Children in the United States learn in school that in 1773, a group of colonists disguised as Native Americans boarded an English ship from the East India Company anchored in Boston and threw overboard its payload of tea as a protest against the arbitrary tax policy of the British crown. The Boston Tea Party belongs to the glorious narrative of independence. Replaying this against the White House is a key feature in the American political repertoire.

The colonists complained about taxes imposed on them by the Westminster parliament where they had no representation. Loyal subjects of His Majesty, they asked to be treated as such. However, a tax on sugar, then a stamp duty on printed documents, had been passed into law in 1764 and 1765 without them being consulted. A movement of civil disobedience organised itself. “Liberty masts” were erected in New York against the authoritarianism of London. The British government repressed the rebels and introduced new taxes on products useful to the colonists in 1768. The inhabitants of Boston boycotted English goods and imports halved over two years. As a result of the pressure from the merchants, London repealed these taxes, except a modest one on tea. Far from appeasing them, this reversal got people more worked up. A day of riots left five dead in Boston in 1770.

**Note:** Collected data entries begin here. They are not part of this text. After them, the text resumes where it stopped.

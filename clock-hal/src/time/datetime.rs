//! Wall-clock date/time value with second resolution.

#[cfg(feature = "chrono")]
use chrono::{Datelike, Timelike};

/// Represents a date and time without validation.
/// This struct is used to make it easier to construct a validated datetime.
#[cfg_attr(all(feature = "defmt", not(test)), derive(defmt::Format))]
#[derive(PartialEq, Eq, PartialOrd, Ord, Debug, Copy, Clone)]
pub struct UncheckedDatetime {
    /// The year component of the date.
    pub year: u16,
    /// The month component of the date (1-12).
    pub month: u8,
    /// The day component of the date (1-31).
    pub day: u8,
    /// The hour component of the time (0-23).
    pub hour: u8,
    /// The minute component of the time (0-59).
    pub minute: u8,
    /// The second component of the time (0-59).
    pub second: u8,
    /// The nanosecond component of the time (0-999_999_999).
    pub nanosecond: u32,
}

#[cfg_attr(all(feature = "defmt", not(test)), derive(defmt::Format))]
#[derive(PartialEq, Eq, Debug, Copy, Clone)]
/// Represents errors that can occur when constructing a Datetime.
pub enum DatetimeError {
    /// The year is invalid.
    Year,
    /// The month is invalid.
    Month,
    /// The day is invalid.
    Day,
    /// The hour is invalid.
    Hour,
    /// The minute is invalid.
    Minute,
    /// The second is invalid.
    Second,
    /// The nanosecond is invalid.
    Nanosecond,
}

impl core::fmt::Display for DatetimeError {
    fn fmt(&self, f: &mut core::fmt::Formatter<'_>) -> core::fmt::Result {
        let field = match self {
            Self::Year => "year",
            Self::Month => "month",
            Self::Day => "day",
            Self::Hour => "hour",
            Self::Minute => "minute",
            Self::Second => "second",
            Self::Nanosecond => "nanosecond",
        };
        write!(f, "{field} out of range")
    }
}

impl Default for UncheckedDatetime {
    fn default() -> Self {
        UncheckedDatetime {
            year: 1970,
            month: 1,
            day: 1,
            hour: 0,
            minute: 0,
            second: 0,
            nanosecond: 0,
        }
    }
}

/// Represents a date and time.
/// Does not support leap seconds.
///
/// Ordering follows the calendar: year first, nanoseconds last.
#[cfg_attr(all(feature = "defmt", not(test)), derive(defmt::Format))]
#[derive(PartialEq, Eq, PartialOrd, Ord, Debug, Default, Copy, Clone)]
pub struct Datetime {
    data: UncheckedDatetime,
}

impl Datetime {
    // 1-based indexing number of days in each month.
    // Note that the last month here is November, not December.
    const DAYS_IN_MONTH: [u64; 12] = [0, 31, 28, 31, 30, 31, 30, 31, 31, 30, 31, 30];

    const SECONDS_PER_DAY: u64 = 86_400;

    /// Convert a datetime to seconds since 1970-01-01 00:00:00, ignoring leap seconds.
    pub const fn to_unix_time_seconds(&self) -> u64 {
        let mut days: u64 = 0;

        let mut year = 1970;
        while year < self.data.year {
            days += Self::days_in_year(year);
            year += 1;
        }

        let mut month = 1;
        while month < self.data.month {
            days += Self::days_in_month(self.data.year, month);
            month += 1;
        }

        days += self.data.day as u64 - 1;

        let secs = self.data.second as u64 + self.data.minute as u64 * 60 + self.data.hour as u64 * 3600;

        days * Self::SECONDS_PER_DAY + secs
    }

    /// Convert seconds since 1970-01-01 00:00:00 (ignoring leap seconds) to a datetime.
    pub const fn from_unix_time_seconds(secs: u64) -> Datetime {
        let mut days = secs / Self::SECONDS_PER_DAY;
        let mut secs = secs % Self::SECONDS_PER_DAY;

        let mut year = 1970;
        while days >= Self::days_in_year(year) {
            days -= Self::days_in_year(year);
            year += 1;
        }

        let mut month = 1;
        while days >= Self::days_in_month(year, month) {
            days -= Self::days_in_month(year, month);
            month += 1;
        }

        let hour = secs / 3600;
        secs %= 3600;
        let minute = secs / 60;
        let second = secs % 60;

        Datetime {
            data: UncheckedDatetime {
                year,
                month,
                day: (days + 1) as u8,
                hour: hour as u8,
                minute: minute as u8,
                second: second as u8,
                nanosecond: 0, // unix time does not have a nanosecond component
            },
        }
    }

    /// Creates a `Datetime` from the given time components.
    pub const fn new(data: UncheckedDatetime) -> Result<Datetime, DatetimeError> {
        if data.year < 1970 {
            return Err(DatetimeError::Year);
        }

        if data.month < 1 || data.month > 12 {
            return Err(DatetimeError::Month);
        }

        if data.day < 1 || data.day as u64 > Self::days_in_month(data.year, data.month) {
            return Err(DatetimeError::Day);
        }

        if data.hour > 23 {
            return Err(DatetimeError::Hour);
        }

        if data.minute > 59 {
            return Err(DatetimeError::Minute);
        }

        if data.second > 59 {
            return Err(DatetimeError::Second);
        }

        if data.nanosecond > 999_999_999 {
            return Err(DatetimeError::Nanosecond);
        }

        Ok(Datetime { data })
    }

    /// Returns the datetime `secs` seconds later, rolling over minutes, hours,
    /// days, months and years as needed. The nanosecond component is dropped.
    pub const fn add_seconds(&self, secs: u32) -> Datetime {
        Self::from_unix_time_seconds(self.to_unix_time_seconds() + secs as u64)
    }

    /// Day of the week, 0 = Sunday through 6 = Saturday.
    pub const fn day_of_week(&self) -> u8 {
        // 1970-01-01 was a Thursday.
        ((self.to_unix_time_seconds() / Self::SECONDS_PER_DAY + 4) % 7) as u8
    }

    /// Returns the year component of the date.
    pub const fn year(&self) -> u16 {
        self.data.year
    }
    /// Returns the month component of the date (1-12).
    pub const fn month(&self) -> u8 {
        self.data.month
    }
    /// Returns the day component of the date (1-31).
    pub const fn day(&self) -> u8 {
        self.data.day
    }
    /// Returns the hour component of the time (0-23).
    pub const fn hour(&self) -> u8 {
        self.data.hour
    }
    /// Returns the minute component of the time (0-59).
    pub const fn minute(&self) -> u8 {
        self.data.minute
    }
    /// Returns the second component of the time (0-59).
    pub const fn second(&self) -> u8 {
        self.data.second
    }
    /// Returns the nanosecond component of the time (0-999_999_999).
    /// Real-time clocks in this crate tick at 1 Hz, so this is normally zero.
    pub const fn nanoseconds(&self) -> u32 {
        self.data.nanosecond
    }

    const fn is_leap_year(year: u16) -> bool {
        (year % 4 == 0 && year % 100 != 0) || (year % 400 == 0)
    }

    const fn days_in_year(year: u16) -> u64 {
        if Self::is_leap_year(year) {
            366
        } else {
            365
        }
    }

    const fn days_in_month(year: u16, month: u8) -> u64 {
        match month {
            2 if Self::is_leap_year(year) => 29,
            12 => 31,
            1..=11 => Self::DAYS_IN_MONTH[month as usize],
            _ => 0,
        }
    }
}

impl core::fmt::Display for Datetime {
    fn fmt(&self, f: &mut core::fmt::Formatter<'_>) -> core::fmt::Result {
        write!(
            f,
            "{:04}-{:02}-{:02} {:02}:{:02}:{:02}",
            self.data.year, self.data.month, self.data.day, self.data.hour, self.data.minute, self.data.second
        )
    }
}

#[cfg(feature = "chrono")]
impl TryFrom<chrono::NaiveDateTime> for Datetime {
    type Error = DatetimeError;

    fn try_from(date_time: chrono::NaiveDateTime) -> Result<Datetime, DatetimeError> {
        if date_time.year() < 1970 {
            return Err(DatetimeError::Year);
        }

        // chrono encodes a leap second as a nanosecond value >= 1_000_000_000.
        // Datetime has no leap seconds, so the overflow is dropped.
        let mut ns_without_leap = date_time.and_utc().timestamp_subsec_nanos();
        if ns_without_leap >= 1_000_000_000 {
            ns_without_leap -= 1_000_000_000;
        }

        Ok(Self {
            data: UncheckedDatetime {
                year: date_time.year() as u16,
                month: date_time.month() as u8,
                day: date_time.day() as u8,
                hour: date_time.hour() as u8,
                minute: date_time.minute() as u8,
                second: date_time.second() as u8,
                nanosecond: ns_without_leap,
            },
        })
    }
}

#[cfg(feature = "chrono")]
impl From<Datetime> for chrono::NaiveDateTime {
    fn from(date_time: Datetime) -> Self {
        // Datetime::new upholds a superset of chrono's invariants.
        chrono::NaiveDate::from_ymd_opt(
            date_time.data.year as i32,
            date_time.data.month as u32,
            date_time.data.day as u32,
        )
        .unwrap()
        .and_hms_nano_opt(
            date_time.data.hour as u32,
            date_time.data.minute as u32,
            date_time.data.second as u32,
            date_time.data.nanosecond,
        )
        .unwrap()
    }
}

#[cfg(test)]
mod tests {
    use super::*;

    fn datetime(year: u16, month: u8, day: u8, hour: u8, minute: u8, second: u8) -> Datetime {
        Datetime::new(UncheckedDatetime {
            year,
            month,
            day,
            hour,
            minute,
            second,
            ..Default::default()
        })
        .expect("Datetime should be valid")
    }

    #[test]
    fn test_unix_timestamp_roundtrip() {
        for dt in [
            datetime(1979, 1, 1, 0, 0, 0),
            datetime(2024, 2, 29, 23, 59, 59),
            datetime(2024, 3, 1, 0, 0, 0),
            datetime(2024, 12, 31, 12, 30, 15),
            datetime(2100, 2, 28, 6, 0, 0),
        ] {
            assert_eq!(dt, Datetime::from_unix_time_seconds(dt.to_unix_time_seconds()));
        }
    }

    #[test]
    fn test_unix_time_conversion() {
        let dt = Datetime::from_unix_time_seconds(0);
        assert_eq!(dt, Datetime::default());

        let dt = Datetime::from_unix_time_seconds(86400);
        assert_eq!(dt, datetime(1970, 1, 2, 0, 0, 0));

        // 2020-01-01T00:00:00Z
        assert_eq!(datetime(2020, 1, 1, 0, 0, 0).to_unix_time_seconds(), 1_577_836_800);
    }

    #[test]
    fn test_datetime_bounds() {
        let base = UncheckedDatetime {
            year: 2023,
            month: 2,
            day: 28,
            ..Default::default()
        };

        assert_eq!(Datetime::new(UncheckedDatetime { year: 1969, ..base }), Err(DatetimeError::Year));
        assert_eq!(Datetime::new(UncheckedDatetime { month: 0, ..base }), Err(DatetimeError::Month));
        assert_eq!(Datetime::new(UncheckedDatetime { month: 13, ..base }), Err(DatetimeError::Month));
        assert_eq!(Datetime::new(UncheckedDatetime { day: 0, ..base }), Err(DatetimeError::Day));
        assert_eq!(Datetime::new(UncheckedDatetime { day: 29, ..base }), Err(DatetimeError::Day));
        assert!(Datetime::new(UncheckedDatetime { year: 2024, day: 29, ..base }).is_ok());
        assert_eq!(
            Datetime::new(UncheckedDatetime { month: 4, day: 31, ..base }),
            Err(DatetimeError::Day)
        );
        assert!(Datetime::new(UncheckedDatetime { month: 12, day: 31, ..base }).is_ok());
        assert_eq!(Datetime::new(UncheckedDatetime { hour: 24, ..base }), Err(DatetimeError::Hour));
        assert_eq!(Datetime::new(UncheckedDatetime { minute: 60, ..base }), Err(DatetimeError::Minute));
        assert_eq!(Datetime::new(UncheckedDatetime { second: 60, ..base }), Err(DatetimeError::Second));
        assert_eq!(
            Datetime::new(UncheckedDatetime {
                nanosecond: 1_000_000_000,
                ..base
            }),
            Err(DatetimeError::Nanosecond)
        );
    }

    #[test]
    fn test_add_seconds_rolls_over_calendar() {
        assert_eq!(datetime(2024, 5, 1, 7, 59, 30).add_seconds(30), datetime(2024, 5, 1, 8, 0, 0));
        assert_eq!(datetime(2024, 2, 28, 23, 59, 0).add_seconds(60), datetime(2024, 2, 29, 0, 0, 0));
        assert_eq!(datetime(2023, 2, 28, 23, 59, 0).add_seconds(60), datetime(2023, 3, 1, 0, 0, 0));
        assert_eq!(datetime(2024, 12, 31, 23, 59, 45).add_seconds(15), datetime(2025, 1, 1, 0, 0, 0));
    }

    #[test]
    fn test_ordering_is_chronological() {
        assert!(datetime(2024, 1, 1, 0, 0, 0) > datetime(2023, 12, 31, 23, 59, 59));
        assert!(datetime(2024, 6, 1, 10, 0, 0) < datetime(2024, 6, 1, 10, 0, 1));
        assert!(datetime(2024, 2, 1, 0, 0, 0) > datetime(2024, 1, 31, 0, 0, 0));
    }

    #[test]
    fn test_day_of_week() {
        assert_eq!(Datetime::default().day_of_week(), 4);
        // 2024-06-02 was a Sunday.
        assert_eq!(datetime(2024, 6, 2, 12, 0, 0).day_of_week(), 0);
        assert_eq!(datetime(2024, 6, 8, 12, 0, 0).day_of_week(), 6);
    }

    #[test]
    fn test_display() {
        assert_eq!(datetime(2024, 3, 9, 7, 5, 0).to_string(), "2024-03-09 07:05:00");
    }

    #[test]
    #[cfg(feature = "chrono")]
    fn test_chrono_conversion() {
        use chrono::{NaiveDate, NaiveDateTime};

        let dt = Datetime::new(UncheckedDatetime {
            year: 2023,
            month: 10,
            day: 4,
            hour: 16,
            minute: 30,
            second: 45,
            nanosecond: 123_456_789,
        })
        .expect("Datetime should be valid");

        let chrono_dt: NaiveDateTime = dt.into();
        assert_eq!(
            chrono_dt,
            NaiveDate::from_ymd_opt(2023, 10, 4)
                .expect("Should be a valid NaiveDate")
                .and_hms_nano_opt(16, 30, 45, 123_456_789)
                .expect("Should be a valid NaiveTime")
        );
        assert_eq!(Datetime::try_from(chrono_dt), Ok(dt));

        let chrono_early_dt: NaiveDateTime = NaiveDate::from_ymd_opt(1969, 12, 31)
            .expect("Should be a valid NaiveDate")
            .and_hms_opt(23, 59, 59)
            .expect("Should be a valid NaiveTime");
        assert_eq!(Datetime::try_from(chrono_early_dt), Err(DatetimeError::Year));
    }
}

The tax on tea was also repealed, as a result of pressure from the East India Company which saw its market share disappear in favor of independent merchants and contraband. A further injustice to the colonists: the Company could sell its tea cheaper than anyone else. It was then that the Boston Tea Party took place. King George III reacted by closing Boston Harbor. About 50 delegates from nine of the 13 colonies met in congress in 1774 in New York to draft a book of complaints, the Declaration of Rights and Grievances. The king declared the colonies in rebellion. Both sides started to arm themselves.

A major theme of the revolt was “no taxation without representation”: No new tax without prior debate with the representatives of the impacted populations. The American continent took for its own the Bill of Rights imposed in 1689 on the English sovereigns, demanding that all royal decisions, and more so those on tax, be ratified by parliament. It was in the end a radical positioning against the legitimacy of the government. It would result, following a war for independence, in the creation of the American Constitution, of which the first 10 amendments on fundamental liberties are the key reference of every anti-state opposition movement, reinterpreted as suits the needs of the time.

When Rick Santelli, journalist at the cable network CNBC, attacked Obama’s measures of financial assistance to Americans on the verge of losing their home because they are defaulting on their mortgage payments in February 2009, he revived this theme of the legitimacy of the decision. Why, he harangued straight from Chicago’s stock exchange, should citizens subsidise these “losers”? Of this question, he invited all the “capitalists” to debate at a “Tea Party” on the banks of Lake Michigan. It’s the start of the movement we know today.

The Roosevelt administration saw a similar movement, under the guise of the American Liberty League which, as early as 1934, denounced in one fell swoop the New Deal as inspired from Fascism and Communism and President Roosevelt as a budding dictator. Unlike the Tea Parties, the League never counted more than 130,000 members but like them, it was financed by the greatest fortunes of the land: DuPont, General Motors, General Foods, Chase National Bank, Standard Oil et al., who spent enormous sums to beat Roosevelt at the 1936 elections. The extreme rhetoric of the League and the formidable response of Franklin Roosevelt led to one of the worst electoral defeats of the Republican Party.

Under the Kennedy and Johnson presidencies, the John Birch Society, named after a missionary and protestant soldier killed by Chinese communists in 1945, piggy-backed on the same points of constitutional liberties against state collectivism. Again financed by rich industrialists, it called for “less government, more individual responsibility and, with God’s help, a better world,” through the abolition of income tax, the repeal of the legislation on civil liberties and the keeping of minorities outside of the inner circles of power. It backed Barry Goldwater against Johnson in 1964, again to no avail.

Across all these conservative or extreme movements, the “libertarian” ideology unites them around a concept of individual freedom as the foundation of society. Ayn Rand (1927-1982), a novelist of Russian origin, in her million-selling books Atlas Shrugged or The Fountainhead, brings them an absolute truth: that of the individual good against the collective evil. The Economist calls it Nietzsche repackaged for the Chambers of Commerce.